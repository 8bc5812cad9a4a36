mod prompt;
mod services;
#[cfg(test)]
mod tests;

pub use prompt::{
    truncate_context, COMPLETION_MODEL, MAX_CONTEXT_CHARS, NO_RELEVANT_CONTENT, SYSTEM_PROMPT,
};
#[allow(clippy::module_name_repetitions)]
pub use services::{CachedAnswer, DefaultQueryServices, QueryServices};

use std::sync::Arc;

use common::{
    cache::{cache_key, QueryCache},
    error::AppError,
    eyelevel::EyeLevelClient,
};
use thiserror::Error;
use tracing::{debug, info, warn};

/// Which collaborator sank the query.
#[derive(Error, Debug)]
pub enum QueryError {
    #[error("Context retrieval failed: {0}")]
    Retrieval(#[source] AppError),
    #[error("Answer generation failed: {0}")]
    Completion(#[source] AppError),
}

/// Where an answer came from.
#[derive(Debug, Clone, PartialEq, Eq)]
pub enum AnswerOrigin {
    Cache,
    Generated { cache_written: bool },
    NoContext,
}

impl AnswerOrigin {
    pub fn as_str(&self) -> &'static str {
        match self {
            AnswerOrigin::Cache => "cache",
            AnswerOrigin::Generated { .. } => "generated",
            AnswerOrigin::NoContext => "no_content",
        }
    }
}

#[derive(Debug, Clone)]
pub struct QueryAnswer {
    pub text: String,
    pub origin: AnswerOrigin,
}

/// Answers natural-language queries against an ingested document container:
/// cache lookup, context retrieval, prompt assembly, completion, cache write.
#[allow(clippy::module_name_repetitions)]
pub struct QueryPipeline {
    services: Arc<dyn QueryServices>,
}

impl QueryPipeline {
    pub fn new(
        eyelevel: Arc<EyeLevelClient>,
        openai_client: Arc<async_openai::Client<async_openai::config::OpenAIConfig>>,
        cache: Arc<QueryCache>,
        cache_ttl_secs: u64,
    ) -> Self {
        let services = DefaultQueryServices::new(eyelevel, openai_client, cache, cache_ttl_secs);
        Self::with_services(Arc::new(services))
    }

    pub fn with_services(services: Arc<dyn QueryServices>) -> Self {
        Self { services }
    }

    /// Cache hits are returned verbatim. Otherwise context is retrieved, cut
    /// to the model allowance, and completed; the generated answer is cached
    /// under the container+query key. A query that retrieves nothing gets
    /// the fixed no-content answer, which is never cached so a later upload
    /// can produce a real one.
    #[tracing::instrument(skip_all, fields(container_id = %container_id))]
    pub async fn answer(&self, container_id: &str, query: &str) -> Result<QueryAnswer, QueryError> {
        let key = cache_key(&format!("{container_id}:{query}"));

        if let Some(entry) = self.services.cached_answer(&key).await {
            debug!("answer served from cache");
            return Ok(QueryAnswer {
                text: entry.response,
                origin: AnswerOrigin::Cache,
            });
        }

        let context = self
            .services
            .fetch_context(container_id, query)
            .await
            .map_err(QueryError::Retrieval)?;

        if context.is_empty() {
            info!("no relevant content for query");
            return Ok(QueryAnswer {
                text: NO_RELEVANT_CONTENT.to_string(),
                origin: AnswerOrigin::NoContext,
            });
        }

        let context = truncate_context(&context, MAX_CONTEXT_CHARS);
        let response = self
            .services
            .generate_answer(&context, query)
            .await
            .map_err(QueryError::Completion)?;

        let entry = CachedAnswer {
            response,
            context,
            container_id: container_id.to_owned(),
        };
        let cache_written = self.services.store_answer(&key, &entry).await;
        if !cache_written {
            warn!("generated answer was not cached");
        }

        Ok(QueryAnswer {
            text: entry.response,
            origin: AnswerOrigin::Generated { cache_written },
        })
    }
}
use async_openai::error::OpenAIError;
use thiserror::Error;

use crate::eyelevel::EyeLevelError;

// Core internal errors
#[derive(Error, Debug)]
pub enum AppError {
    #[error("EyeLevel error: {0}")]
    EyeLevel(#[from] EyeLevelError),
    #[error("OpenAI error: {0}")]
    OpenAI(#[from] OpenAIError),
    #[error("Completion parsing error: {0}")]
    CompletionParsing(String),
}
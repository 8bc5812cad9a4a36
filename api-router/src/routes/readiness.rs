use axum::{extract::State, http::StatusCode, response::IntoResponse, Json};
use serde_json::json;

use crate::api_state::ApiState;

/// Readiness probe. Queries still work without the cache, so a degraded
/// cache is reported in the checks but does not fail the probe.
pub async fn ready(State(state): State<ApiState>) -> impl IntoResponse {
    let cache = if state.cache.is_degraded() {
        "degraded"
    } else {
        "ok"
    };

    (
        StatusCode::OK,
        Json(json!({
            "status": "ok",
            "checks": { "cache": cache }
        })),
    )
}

........

Quote the whole listing above, leaving nothing out.

repository 8bc5812cad9a4a36
mod prompt;
mod services;
#[cfg(test)]
mod tests;

pub use prompt::{
    truncate_context, COMPLETION_MODEL, MAX_CONTEXT_CHARS, NO_RELEVANT_CONTENT, SYSTEM_PROMPT,
};
#[allow(clippy::module_name_repetitions)]
pub use services::{CachedAnswer, DefaultQueryServices, QueryServices};

use std::sync::Arc;

use common::{
    cache::{cache_key, QueryCache},
    error::AppError,
    eyelevel::EyeLevelClient,
};
use thiserror::Error;
use tracing::{debug, info, warn};

/// Which collaborator sank the query.
#[derive(Error, Debug)]
pub enum QueryError {
    #[error("Context retrieval failed: {0}")]
    Retrieval(#[source] AppError),
    #[error("Answer generation failed: {0}")]
    Completion(#[source] AppError),
}

/// Where an answer came from.
#[derive(Debug, Clone, PartialEq, Eq)]
pub enum AnswerOrigin {
    Cache,
    Generated { cache_written: bool },
    NoContext,
}

impl AnswerOrigin {
    pub fn as_str(&self) -> &'static str {
        match self {
            AnswerOrigin::Cache => "cache",
            AnswerOrigin::Generated { .. } => "generated",
            AnswerOrigin::NoContext => "no_content",
        }
    }
}

#[derive(Debug, Clone)]
pub struct QueryAnswer {
    pub text: String,
    pub origin: AnswerOrigin,
}

/// Answers natural-language queries against an ingested document container:
/// cache lookup, context retrieval, prompt assembly, completion, cache write.
#[allow(clippy::module_name_repetitions)]
pub struct QueryPipeline {
    services: Arc<dyn QueryServices>,
}

impl QueryPipeline {
    pub fn new(
        eyelevel: Arc<EyeLevelClient>,
        openai_client: Arc<async_openai::Client<async_openai::config::OpenAIConfig>>,
        cache: Arc<QueryCache>,
        cache_ttl_secs: u64,
    ) -> Self {
        let services = DefaultQueryServices::new(eyelevel, openai_client, cache, cache_ttl_secs);
        Self::with_services(Arc::new(services))
    }

    pub fn with_services(services: Arc<dyn QueryServices>) -> Self {
        Self { services }
    }

    /// Cache hits are returned verbatim. Otherwise context is retrieved, cut
    /// to the model allowance, and completed; the generated answer is cached
    /// under the container+query key. A query that retrieves nothing gets
    /// the fixed no-content answer, which is never cached so a later upload
    /// can produce a real one.
    #[tracing::instrument(skip_all, fields(container_id = %container_id))]
    pub async fn answer(&self, container_id: &str, query: &str) -> Result<QueryAnswer, QueryError> {
        let key = cache_key(&format!("{container_id}:{query}"));

        if let Some(entry) = self.services.cached_answer(&key).await {
            debug!("answer served from cache");
            return Ok(QueryAnswer {
                text: entry.response,
                origin: AnswerOrigin::Cache,
            });
        }

        let context = self
            .services
            .fetch_context(container_id, query)
            .await
            .map_err(QueryError::Retrieval)?;

        if context.is_empty() {
            info!("no relevant content for query");
            return Ok(QueryAnswer {
                text: NO_RELEVANT_CONTENT.to_string(),
                origin: AnswerOrigin::NoContext,
            });
        }

        let context = truncate_context(&context, MAX_CONTEXT_CHARS);
        let response = self
            .services
            .generate_answer(&context, query)
            .await
            .map_err(QueryError::Completion)?;

        let entry = CachedAnswer {
            response,
            context,
            container_id: container_id.to_owned(),
        };
        let cache_written = self.services.store_answer(&key, &entry).await;
        if !cache_written {
            warn!("generated answer was not cached");
        }

        Ok(QueryAnswer {
            text: entry.response,
            origin: AnswerOrigin::Generated { cache_written },
        })
    }
}
use async_openai::error::OpenAIError;
use thiserror::Error;

use crate::eyelevel::EyeLevelError;

// Core internal errors
#[derive(Error, Debug)]
pub enum AppError {
    #[error("EyeLevel error: {0}")]
    EyeLevel(#[from] EyeLevelError),
    #[error("OpenAI error: {0}")]
    OpenAI(#[from] OpenAIError),
    #[error("Completion parsing error: {0}")]
    CompletionParsing(String),
}
repository 8bc5812cad9a4a36
filename api-router/src/routes/readiness.rs
use axum::{extract::State, http::StatusCode, response::IntoResponse, Json};
use serde_json::json;

use crate::api_state::ApiState;

/// Readiness probe. Queries still work without the cache, so a degraded
/// cache is reported in the checks but does not fail the probe.
pub async fn ready(State(state): State<ApiState>) -> impl IntoResponse {
    let cache = if state.cache.is_degraded() {
        "degraded"
    } else {
        "ok"
    };

    (
        StatusCode::OK,
        Json(json!({
            "status": "ok",
            "checks": { "cache": cache }
        })),
    )
}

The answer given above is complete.